Cultura Alternativa da Baixada: Uma Convocação
Por Giordana Moreira (artefeito.giordana@gmail.com)
O que busca uma adolescente que sai de Austin toda de preto e com cabelo azul, de ônibus, em direção á Praça do Skate, no Centro de Nova Iguaçu?
Em décadas de faça você mesmo a Baixada construiu, através de seus habitantes, formas particulares de expressão e produção artística e cultural, metodologias e sentimentos com relação ao fazer cultura alternativa. Aqui essa cultura a qual me refiro é aquela que não nos oferecem na TV, nem na esquina do Riachão. Nem mesmo no centro da Cidade de Nova Iguaçu nem de Duque de Caxias. E, única e exclusivamente por nossa causa, nem mesmo a que passa na MTV ou no Rock In Rio.
Atrás de um pouco de vida e liberdade jovens carregam caixas de som nas costas, gelam cervejas e se encontram. Em qualquer lugar que estejam trocam ideias sobre um mundo de possibilidades que só encontram dentro de si mesmos. Até um boteco de 10 mt² pode se transformar em um encontro semanal de duas mil pessoas. Um cineclube pode se tornar um ponto de convivências. Uma bateria no chão pode se tornar o primeiro festival feminista da região. Sem os instrumentos e burocracias elas fazem por que precisam fazer tanto quanto o publico precisa consumir e o artista precisa se expressar.

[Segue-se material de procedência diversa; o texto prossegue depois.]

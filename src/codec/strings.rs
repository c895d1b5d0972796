//! String interning table
//!
//! Every structural identifier ("HeightMapData", "Script", property names, ...) is
//! stored once at the top of the file and referenced by index everywhere else.
//! Index 0 is a null sentinel and never resolves.
//!
//! Serialized form:
//!   count: i32
//!   count entries, highest index first: { name: u8-length string, index: i32 }

use ahash::AHashMap;

use super::{BinaryReader, BinaryWriter};
use crate::error::{Error, Result};

#[derive(Debug, Clone)]
pub struct StringTable {
    entries: Vec<Option<String>>,
    lookup: AHashMap<String, i32>,
}

impl StringTable {
    pub fn new() -> Self {
        Self {
            entries: vec![None],
            lookup: AHashMap::new(),
        }
    }

    /// Number of strings, not counting the null sentinel
    pub fn len(&self) -> usize {
        self.entries.len() - 1
    }

    pub fn is_empty(&self) -> bool {
        self.len() == 0
    }

    /// Return the index of `s`, allocating the next free index on first sight
    pub fn intern(&mut self, s: &str) -> i32 {
        if let Some(&index) = self.lookup.get(s) {
            return index;
        }
        let index = self.entries.len() as i32;
        self.entries.push(Some(s.to_owned()));
        self.lookup.insert(s.to_owned(), index);
        index
    }

    pub fn resolve(&self, index: i32) -> Result<&str> {
        usize::try_from(index)
            .ok()
            .filter(|&i| i > 0)
            .and_then(|i| self.entries.get(i))
            .and_then(|entry| entry.as_deref())
            .ok_or(Error::InvalidIndex(index))
    }

    /// Iterate `(index, string)` pairs in ascending index order, skipping unfilled slots
    pub fn iter(&self) -> impl Iterator<Item = (i32, &str)> {
        self.entries
            .iter()
            .enumerate()
            .filter_map(|(i, entry)| entry.as_deref().map(|s| (i as i32, s)))
    }

    pub fn encoded_len(&self) -> usize {
        4 + self.entries[1..]
            .iter()
            .map(|entry| 1 + super::writer::latin1_len(entry.as_deref().unwrap_or_default()) + 4)
            .sum::<usize>()
    }

    pub fn read(reader: &mut BinaryReader) -> Result<Self> {
        let offset = reader.position();
        let count = reader.read_i32_le()?;
        let count = usize::try_from(count).map_err(|_| Error::FormatViolation {
            context: "StringTable",
            offset,
            message: format!("negative string count {count}"),
        })?;

        let mut table = Self {
            entries: vec![None; count + 1],
            lookup: AHashMap::with_capacity(count),
        };
        for _ in 0..count {
            let s = reader.read_short_string()?;
            let offset = reader.position();
            let index = reader.read_i32_le()?;
            let slot = usize::try_from(index)
                .ok()
                .filter(|&i| i >= 1 && i <= count)
                .ok_or_else(|| Error::FormatViolation {
                    context: "StringTable",
                    offset,
                    message: format!("index {index} outside 1..={count}"),
                })?;
            table.lookup.insert(s.clone(), index);
            table.entries[slot] = Some(s);
        }
        Ok(table)
    }

    pub fn write(&self, writer: &mut BinaryWriter) -> Result<()> {
        writer.write_i32_le(self.len() as i32);
        for index in (1..self.entries.len()).rev() {
            let s = self.entries[index].as_deref().unwrap_or_default();
            writer.write_short_string(s)?;
            writer.write_i32_le(index as i32);
        }
        Ok(())
    }
}

impl Default for StringTable {
    fn default() -> Self {
        Self::new()
    }
}

#[cfg(test)]
mod tests {
    use super::*;

    #[test]
    fn test_intern_is_idempotent() {
        let mut table = StringTable::new();
        let a = table.intern("HeightMapData");
        let b = table.intern("BlendTileData");
        assert_eq!(a, 1);
        assert_eq!(b, 2);
        assert_eq!(table.intern("HeightMapData"), a);
        assert_eq!(table.len(), 2);
        assert_eq!(table.resolve(a).unwrap(), "HeightMapData");
        assert_eq!(table.resolve(b).unwrap(), "BlendTileData");
    }

    #[test]
    fn test_resolve_rejects_sentinel_and_out_of_range() {
        let mut table = StringTable::new();
        table.intern("Script");
        assert!(matches!(table.resolve(0), Err(Error::InvalidIndex(0))));
        assert!(matches!(table.resolve(2), Err(Error::InvalidIndex(2))));
        assert!(matches!(table.resolve(-1), Err(Error::InvalidIndex(-1))));
    }

    #[test]
    fn test_written_in_descending_order() {
        let mut table = StringTable::new();
        table.intern("a");
        table.intern("bc");

        let mut writer = BinaryWriter::new();
        table.write(&mut writer).unwrap();
        assert_eq!(writer.len(), table.encoded_len());
        assert_eq!(
            writer.as_slice(),
            &[2, 0, 0, 0, 2, b'b', b'c', 2, 0, 0, 0, 1, b'a', 1, 0, 0, 0]
        );

        let data = writer.into_vec();
        let read = StringTable::read(&mut BinaryReader::new(&data)).unwrap();
        assert_eq!(read.resolve(1).unwrap(), "a");
        assert_eq!(read.resolve(2).unwrap(), "bc");
    }

    #[test]
    fn test_read_fills_by_explicit_index() {
        let data = [3, 0, 0, 0, 1, b'x', 2, 0, 0, 0, 1, b'y', 3, 0, 0, 0, 1, b'z', 1, 0, 0, 0];
        let table = StringTable::read(&mut BinaryReader::new(&data)).unwrap();
        assert_eq!(table.resolve(1).unwrap(), "z");
        assert_eq!(table.resolve(2).unwrap(), "x");
        assert_eq!(table.resolve(3).unwrap(), "y");
    }

    #[test]
    fn test_read_rejects_index_outside_count() {
        let data = [1, 0, 0, 0, 1, b'x', 5, 0, 0, 0];
        let err = StringTable::read(&mut BinaryReader::new(&data)).unwrap_err();
        assert!(matches!(err, Error::FormatViolation { context: "StringTable", .. }));
    }

    #[test]
    fn test_unfilled_slot_does_not_resolve() {
        let data = [2, 0, 0, 0, 1, b'x', 2, 0, 0, 0, 1, b'y', 2, 0, 0, 0];
        let table = StringTable::read(&mut BinaryReader::new(&data)).unwrap();
        assert_eq!(table.resolve(2).unwrap(), "y");
        assert!(matches!(table.resolve(1), Err(Error::InvalidIndex(1))));
    }
}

Realizar, lutar por isso e escrever a historia é um processo de gestão, ainda democrática por que não depende do gestor, mas do que a turma quer, pois o faça você mesmo só rola quando cada um faz um pouquinho.
Muitos caretas institucionalizados ou desprovidos de sonhos enxergam esses jovens como maconheiros sem futuro, marginais em potencial, e em suas visões nossas obras são besteiras que iremos nos arrepender pelo resto da vida. Pois não é conveniente dizer que o que fazemos é o que muita gente deveria fazer.
O estigma de pobreza, violência e terra de ninguém que a Baixada Fluminense ainda carrega, ocultada por uma exploração sem fim de sua produção por gente que se dedica arrumar empregos de fazer discursos respinga na cultura alternativa na forma de preconceito e de exclusão, como os passageiros do ônibus que agridem a jovem de cabelos coloridos.
O que não contam (mas sabem) é que a cultura vai além da arte. É comportamento, filosofia de vida. É o que faz de mim uma gestora, ao invés de uma frustrada dona de casa tolhida daquilo que um dia sonhou. É Seatlle, é a praça do skate que faz de milhares de jovens sonhadores a adultos (ou ainda jovens) realizadores.
Portanto, quem sonha com algo a mais do que é oferecido nas esquinas da Baixada é gestor de sua própria vida, e pode e deve construir caminhos para que outros sonhem, por mais que os caretas digam que não, com medo de gente livre no comando.
É conveniente que o submundo underground da BF fique na Praça do skate tomando porrada da policia, alheio ao que acontece nos governos, na sociedade e nas paginas do caderno Baixada de grandes jornais. Conveniente para aqueles que ganham coisas postando fotos dissimuladas na internet.
A cultura alternativa aqui não passa de um núcleo em uma ONG, um contemplado em um edital, um chamado da policia em uma praça, uma foto no gabinete do secretário. Quando é de fato um movimento de libertação das sacanagens históricas de uma terra explorada e estigmatizada.
O underground não depende dos cadernos baixada nem dos governos, muito menos da caretisse da tal sociedade para existir. Por anos estivemos organizando festas, shows, musica e vida entre nós, repassando para os próximos, sem qualquer colaboração de ninguém de fora deste ambiente.
Mas o povo precisa sonhar. Precisa que os rockeiros da passarela do rock não sofram violência, que bandas ensaiem e músicas sejam tocadas, que filmes sejam exibidos, que livros sejam publicados. Ate agora carregamos as caixas em carrinho de supermercado, mas não significa que deve ser assim para sempre. Significa que se com um carrinho de supermercado fazemos imagina com o respeito que merecemos, por toda essa historia, e por sermos o que somos, gestores de nossas vidas, num emaranhado de programas de resgate de seres humanos das armadilhas do sistema que inundam os noticiários. Nós não pedimos nada por que o povo não precisa pedir nada. Nós fazemos o que precisa ser feito, cultura, e levamos isso a sério.